Richard Perry had helped Jan and Cora look for a secondhand car in Bridgeport, although the "easy families in Easyport were not perhaps the best advisers on the finding of such a car. They gave us a cheery New England welcome, they received us with a mixture of good humour, admiration, jest and cocktails; they did not quite know whether they wanted to be used for a book at all, or whether we would think them worthy of being put into a book; but of cheap cars and of motor camps they knew nothing."
It was through the chauffeur of Richard Perry's father (Judge John Hoyt Perry) that the 1920 Ford sedan they were to purchase was located: "My father's chauffeur says that he has a car which might suit you.
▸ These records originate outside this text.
#[cfg(test)]
mod tests {
    use std::time::Duration;

    use super::*;
    use crate::events::{create_event_bus, GameEvent};
    use crate::game::controller::ViewSnapshot;
    use crate::game::effects::LogEffects;
    use crate::mesh::loopback::LoopbackBroker;
    use crate::mesh::media::SyntheticDevices;

    struct Harness {
        game: GameHandle,
        snapshots: watch::Receiver<GameSnapshot>,
    }

    fn spawn(broker: &LoopbackBroker) -> Harness {
        let (command_tx, command_rx) = mpsc::channel(16);
        let (event_tx, _) = create_event_bus();
        let (snapshot_tx, snapshots) = watch::channel(GameSnapshot::default());
        let backend = EngineBackend {
            endpoints: Arc::new(broker.clone()),
            devices: Arc::new(SyntheticDevices),
            effects: Arc::new(LogEffects),
        };
        let config = EngineConfig {
            open_retry_delay: Duration::from_millis(1),
            ..Default::default()
        };
        tokio::spawn(run_game_engine(command_rx, event_tx, snapshot_tx, backend, config));
        Harness {
            game: GameHandle::new(command_tx),
            snapshots,
        }
    }

    async fn wait_for(
        snapshots: &mut watch::Receiver<GameSnapshot>,
        what: impl FnMut(&GameSnapshot) -> bool,
    ) -> GameSnapshot {
        tokio::time::timeout(Duration::from_secs(5), snapshots.wait_for(what))
            .await
            .expect("snapshot in time")
            .expect("engine alive")
            .clone()
    }

    fn contestants(snapshot: &GameSnapshot) -> usize {
        match &snapshot.view {
            ViewSnapshot::Host { contestants, .. } => contestants.len(),
            _ => 0,
        }
    }

    #[tokio::test]
    async fn stop_share_on_camera_keeps_the_camera() {
        use crate::mesh::media::StreamSource;

        let broker = LoopbackBroker::new();
        let mut host = spawn(&broker);
        host.game.send(GameCommand::Host).await.unwrap();
        let camera = wait_for(&mut host.snapshots, |s| s.local_media.is_some())
            .await
            .local_media
            .unwrap();

        host.game.send(GameCommand::StopScreenShare).await.unwrap();
        host.game.send(GameCommand::SetMuted { muted: true }).await.unwrap();
        let muted = wait_for(&mut host.snapshots, |s| {
            s.local_media.as_ref().is_some_and(|m| !m.audio_enabled)
        })
        .await
        .local_media
        .unwrap();
        assert_eq!(muted.id, camera.id);

        host.game.send(GameCommand::StartScreenShare).await.unwrap();
        host.game.send(GameCommand::StopScreenShare).await.unwrap();
        let back = wait_for(&mut host.snapshots, |s| {
            s.local_media
                .as_ref()
                .is_some_and(|m| m.source == StreamSource::Camera && m.id != camera.id)
        })
        .await
        .local_media
        .unwrap();
        assert!(back.live);
    }

    #[tokio::test]
    async fn host_and_join_through_engines() {
        let broker = LoopbackBroker::new();
        let mut host = spawn(&broker);
        host.game.send(GameCommand::Host).await.unwrap();
        let address = wait_for(&mut host.snapshots, |s| s.address.is_some())
            .await
            .address
            .unwrap();

        let mut guest = spawn(&broker);
        guest
            .game
            .send(GameCommand::Join {
                host_address: address,
                mode: JoinMode::Contestant,
                media: JoinMedia::Camera,
            })
            .await
            .unwrap();

        wait_for(&mut host.snapshots, |s| contestants(s) == 1).await;
        let joined = wait_for(&mut guest.snapshots, |s| {
            matches!(s.view, ViewSnapshot::Joined { connected: true, .. })
        })
        .await;
        assert!(joined.local_media.is_some());

        host.game.send(GameCommand::EndGame).await.unwrap();
        let view = wait_for(&mut guest.snapshots, |s| {
            matches!(s.view, ViewSnapshot::Joined { connected: false, last_error: Some(_), .. })
        })
        .await;
        assert!(view.local_media.is_none() || !view.local_media.unwrap().live);
        assert_eq!(broker.calls_placed(), 1);
    }

    #[tokio::test]
    async fn second_host_command_is_refused() {
        let broker = LoopbackBroker::new();
        let harness = spawn(&broker);
        harness.game.send(GameCommand::Host).await.unwrap();
        assert!(matches!(
            harness.game.send(GameCommand::Host).await,
            Err(MeshError::InvalidTransition(_))
        ));
    }

    #[tokio::test]
    async fn unreachable_rendezvous_leaves_engine_idle() {
        let broker = LoopbackBroker::new();
        broker.set_reachable(false);
        let mut harness = spawn(&broker);

        let err = harness.game.send(GameCommand::Host).await.unwrap_err();
        assert!(matches!(err, MeshError::SignalingUnavailable(_)));
        let snapshot = wait_for(&mut harness.snapshots, |_| true).await;
        assert!(matches!(snapshot.view, ViewSnapshot::Idle));
        assert!(snapshot.local_media.is_none());
    }

    #[tokio::test]
    async fn host_actions_need_a_game() {
        let broker = LoopbackBroker::new();
        let harness = spawn(&broker);
        assert_eq!(
            harness.game.send(GameCommand::Pop { id: "x".into() }).await,
            Err(MeshError::NotInSession)
        );
        assert_eq!(
            harness.game.send(GameCommand::Leave).await,
            Err(MeshError::NotInSession)
        );
    }

    #[tokio::test]
    async fn errors_reach_the_event_bus() {
        let broker = LoopbackBroker::new();
        broker.set_reachable(false);
        let (command_tx, command_rx) = mpsc::channel(16);
        let (event_tx, mut event_rx) = create_event_bus();
        let (snapshot_tx, _snapshots) = watch::channel(GameSnapshot::default());
        let backend = EngineBackend {
            endpoints: Arc::new(broker.clone()),
            devices: Arc::new(SyntheticDevices),
            effects: Arc::new(LogEffects),
        };
        let config = EngineConfig {
            open_attempts: 1,
            ..Default::default()
        };
        tokio::spawn(run_game_engine(command_rx, event_tx, snapshot_tx, backend, config));
        let game = GameHandle::new(command_tx);

        assert!(game.send(GameCommand::Host).await.is_err());
        let kind = loop {
            match event_rx.recv().await.unwrap() {
                GameEvent::Error { kind, .. } => break kind,
                _ => continue,
            }
        };
        assert_eq!(kind, "SIGNALING_UNAVAILABLE");
    }

    #[tokio::test]
    async fn stopped_engine_is_reported() {
        let (command_tx, command_rx) = mpsc::channel(1);
        drop(command_rx);
        let game = GameHandle::new(command_tx);
        assert_eq!(game.send(GameCommand::Host).await, Err(MeshError::EngineStopped));
    }
}
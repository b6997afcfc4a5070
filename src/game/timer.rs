use std::time::Duration;

use serde::Serialize;

/// Round countdown, advanced one whole second per engine tick.
#[derive(Debug, Clone, PartialEq, Eq)]
pub struct RoundTimer {
    round_length: Duration,
    remaining: Duration,
    running: bool,
}

#[derive(Debug, Clone, Copy, PartialEq, Eq, Serialize)]
pub struct TimerView {
    pub remaining_secs: u64,
    pub running: bool,
}

impl RoundTimer {
    pub fn new(round_length: Duration) -> Self {
        Self {
            round_length,
            remaining: round_length,
            running: false,
        }
    }

    pub fn remaining(&self) -> Duration {
        self.remaining
    }

    pub fn is_running(&self) -> bool {
        self.running
    }

    pub fn view(&self) -> TimerView {
        TimerView {
            remaining_secs: self.remaining.as_secs(),
            running: self.running,
        }
    }

    /// No-op at zero; a spent timer has to be reset or extended first.
    pub fn start(&mut self) {
        self.running = !self.remaining.is_zero();
    }

    pub fn pause(&mut self) {
        self.running = false;
    }

    pub fn toggle(&mut self) {
        if self.running {
            self.pause();
        } else {
            self.start();
        }
    }

    pub fn extend(&mut self, by: Duration) {
        self.remaining += by;
    }

    /// Back to a full round. Running or paused is left as it was.
    pub fn reset(&mut self) {
        self.remaining = self.round_length;
    }

    /// Advance one second. Returns true on the tick that reaches zero.
    pub fn tick(&mut self) -> bool {
        if !self.running {
            return false;
        }
        self.remaining = self.remaining.saturating_sub(Duration::from_secs(1));
        if self.remaining.is_zero() {
            self.running = false;
            return true;
        }
        false
    }
}
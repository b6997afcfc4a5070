pub mod routes;
pub mod server;
pub mod websocket;
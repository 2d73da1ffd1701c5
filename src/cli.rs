//! Command-line argument parsing.

use std::path::PathBuf;

use clap::Parser;

use crate::session::OutputFormat;

/// Keypad calculator with a two-line display.
#[derive(Parser, Debug, Clone)]
#[command(name = "deskcalc")]
#[command(about = "Keypad calculator: running accumulator with one pending operator")]
#[command(version)]
pub struct Cli {
    /// Display config file (defaults to the user config directory).
    #[arg(long)]
    pub config: Option<PathBuf>,

    /// Run a key script such as "12+3=" and print the final display.
    #[arg(long)]
    pub keys: Option<String>,

    /// Print display lines as JSON.
    #[arg(long)]
    pub json: bool,

    /// Log level (trace, debug, info, warn, error).
    #[arg(long, default_value = "warn")]
    pub log_level: String,
}

impl Cli {
    /// Parse command-line arguments.
    pub fn parse_args() -> Self {
        Self::parse()
    }

    pub fn output_format(&self) -> OutputFormat {
        if self.json {
            OutputFormat::Json
        } else {
            OutputFormat::Text
        }
    }
}

#[cfg(test)]
mod tests {
    use super::*;

    #[test]
    fn test_default_values() {
        let cli = Cli::parse_from(["deskcalc"]);
        assert!(cli.config.is_none());
        assert!(cli.keys.is_none());
        assert_eq!(cli.output_format(), OutputFormat::Text);
        assert_eq!(cli.log_level, "warn");
    }

    #[test]
    fn test_key_script_and_json() {
        let cli = Cli::parse_from(["deskcalc", "--keys", "5+3*2=", "--json"]);
        assert_eq!(cli.keys.as_deref(), Some("5+3*2="));
        assert_eq!(cli.output_format(), OutputFormat::Json);
    }

    #[test]
    fn test_config_path() {
        let cli = Cli::parse_from(["deskcalc", "--config", "/tmp/calc.toml"]);
        assert_eq!(cli.config, Some(PathBuf::from("/tmp/calc.toml")));
    }
}
//! Input mapping from keys and key scripts to calculator operations.

mod key;

pub use key::{Key, KeyError, parse_script};
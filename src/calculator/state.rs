//! The accumulator state machine.
//!
//! A running accumulator with a single pending operator. Every input event
//! mutates the four fields below in place; no operation can fail. Arithmetic
//! faults become displayable messages instead of errors.

use tracing::{debug, trace};

use super::number::{is_numeric, parse_operand, round_result, value_to_text};
use super::operator::{Applied, Operator};

/// Message shown when the divisor is zero.
pub const DIVIDE_BY_ZERO_MESSAGE: &str = "Cannot divide by zero";

/// Message shown when a result overflows `f64`.
pub const RESULT_TOO_LARGE_MESSAGE: &str = "Result too large";

/// The decimal point token.
pub const POINT: char = '.';

/// Where the calculator is in an entry cycle, derived from its fields.
#[derive(Clone, Copy, Debug, PartialEq, Eq)]
pub enum Phase {
    /// Nothing entered.
    Empty,
    /// Typing the left operand.
    EnteringFirst,
    /// An operator is pending and the right operand is still empty.
    OperatorChosen,
    /// Typing the right operand.
    EnteringSecond,
    /// Showing a computed value.
    Result,
    /// Showing an error message.
    Error,
}

/// Calculator state for one session.
#[derive(Clone, Debug, Default, PartialEq)]
pub struct Calculator {
    current_operand: String,
    previous_operand: String,
    operation: Option<Operator>,
    should_reset_display: bool,
}

impl Calculator {
    /// Create an empty calculator.
    pub fn new() -> Self {
        Self::default()
    }

    pub fn current_operand(&self) -> &str {
        &self.current_operand
    }

    pub fn previous_operand(&self) -> &str {
        &self.previous_operand
    }

    pub fn operation(&self) -> Option<Operator> {
        self.operation
    }

    pub fn should_reset_display(&self) -> bool {
        self.should_reset_display
    }

    /// Classify the current field combination.
    pub fn phase(&self) -> Phase {
        if self.operation.is_some() {
            if self.current_operand.is_empty() {
                Phase::OperatorChosen
            } else {
                Phase::EnteringSecond
            }
        } else if self.should_reset_display {
            if is_numeric(&self.current_operand) {
                Phase::Result
            } else {
                Phase::Error
            }
        } else if self.current_operand.is_empty() {
            Phase::Empty
        } else {
            Phase::EnteringFirst
        }
    }

    /// Clear everything.
    pub fn reset(&mut self) {
        *self = Self::default();
        debug!("calculator reset");
    }

    /// Remove the last typed character.
    ///
    /// Does nothing while a result or error is displayed.
    pub fn delete_last_char(&mut self) {
        if self.should_reset_display {
            trace!("delete ignored on finalized display");
            return;
        }
        self.current_operand.pop();
    }

    /// Append a digit or the decimal point to the current operand.
    ///
    /// After a result or error the new token starts a fresh operand. A second
    /// decimal point is rejected, as is any token that is neither a digit nor
    /// a point.
    pub fn append_digit_or_point(&mut self, token: char) {
        if !token.is_ascii_digit() && token != POINT {
            trace!(?token, "ignoring non-digit token");
            return;
        }

        if self.should_reset_display {
            self.current_operand.clear();
            self.should_reset_display = false;
        }

        if token == POINT && self.current_operand.contains(POINT) {
            trace!("second decimal point rejected");
            return;
        }

        self.current_operand.push(token);
    }

    /// Select the pending operator.
    ///
    /// With no current operand this only swaps an already pending operator.
    /// With both operands and an operator present, the pending operation is
    /// folded first, strictly left to right.
    pub fn choose_operator(&mut self, op: Operator) {
        if self.current_operand.is_empty() {
            if !self.previous_operand.is_empty() {
                debug!(%op, "pending operator replaced");
                self.operation = Some(op);
            }
            return;
        }

        if !self.previous_operand.is_empty() && self.operation.is_some() {
            self.compute();
        }

        debug!(%op, operand = %self.current_operand, "operator chosen");
        self.operation = Some(op);
        self.previous_operand = std::mem::take(&mut self.current_operand);
    }

    /// Apply the pending operator to both operands.
    ///
    /// Unparseable operands and a missing operator leave the state untouched.
    pub fn compute(&mut self) {
        let (Some(previous), Some(current)) = (
            parse_operand(&self.previous_operand),
            parse_operand(&self.current_operand),
        ) else {
            trace!(
                previous = %self.previous_operand,
                current = %self.current_operand,
                "compute skipped: operand is not a number"
            );
            return;
        };

        let Some(op) = self.operation else {
            trace!("compute skipped: no pending operator");
            return;
        };

        let value = match op.apply(previous, current) {
            Applied::Value(value) => value,
            Applied::DivideByZero => {
                self.display_error(DIVIDE_BY_ZERO_MESSAGE);
                return;
            }
        };

        if !value.is_finite() {
            self.display_error(RESULT_TOO_LARGE_MESSAGE);
            return;
        }

        self.current_operand = value_to_text(round_result(value));
        self.operation = None;
        self.previous_operand.clear();
        self.should_reset_display = true;
        debug!(%previous, %op, %current, result = %self.current_operand, "computed");
    }

    /// Replace the display with an error message.
    pub fn display_error(&mut self, message: &str) {
        debug!(error = message, "error displayed");
        self.current_operand = message.to_string();
        self.previous_operand.clear();
        self.operation = None;
        self.should_reset_display = true;
    }
}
It is a big six cylinder, five seater sedan. It will probably cost a little more to run than some of those we saw the other day, but he only wants $150 for it. He won it in a bet."
Wondering how the Gordons and the Perrys had originally met I discovered that Richard Perry had been a YMCA volunteer in England and France from December 1917 to February 1919 at the end of the war. There is a very interesting history of these early YMCA years here. William Howard Taft is quoted as writing:
"The American Young Men's Christian Association in its welfare work served between four and five millions of American soldiers and sailors, at home and overseas. As General Pershing has said, it conducted nine-tenths of the welfare work among the American forces in Europe. Moreover, alone among American welfare societies, this organization, first and last, ministered to not less than nineteen millions of the soldiers of the Allied Armies and extended its helpful activities to over five millions of prisoners of war... It may be questioned whether in all time a human society has ever brought its helpful ministry to such vast numbers of men and over such wide areas, under such varying conditions, and in so short a time."
Richard Perry met and married Yorkshire-born Charlotte, returning with her to New York from Southampton on the Aquitania, arriving October 21st 1921.
Another pair of American friends, Mr. and Mrs. Myron Chester Nutting, met the Gordons at the beginning of the 1927 journey and Myron Nutting later provided a very rare account of the Gordons by one of their contemporaries.
The pleasant stay with the Perrys of Southport was one of several fascinating connections between the Gordons and friends made during WW1, of which a friendship with my grandparents Doris and Ashley Smith is another example.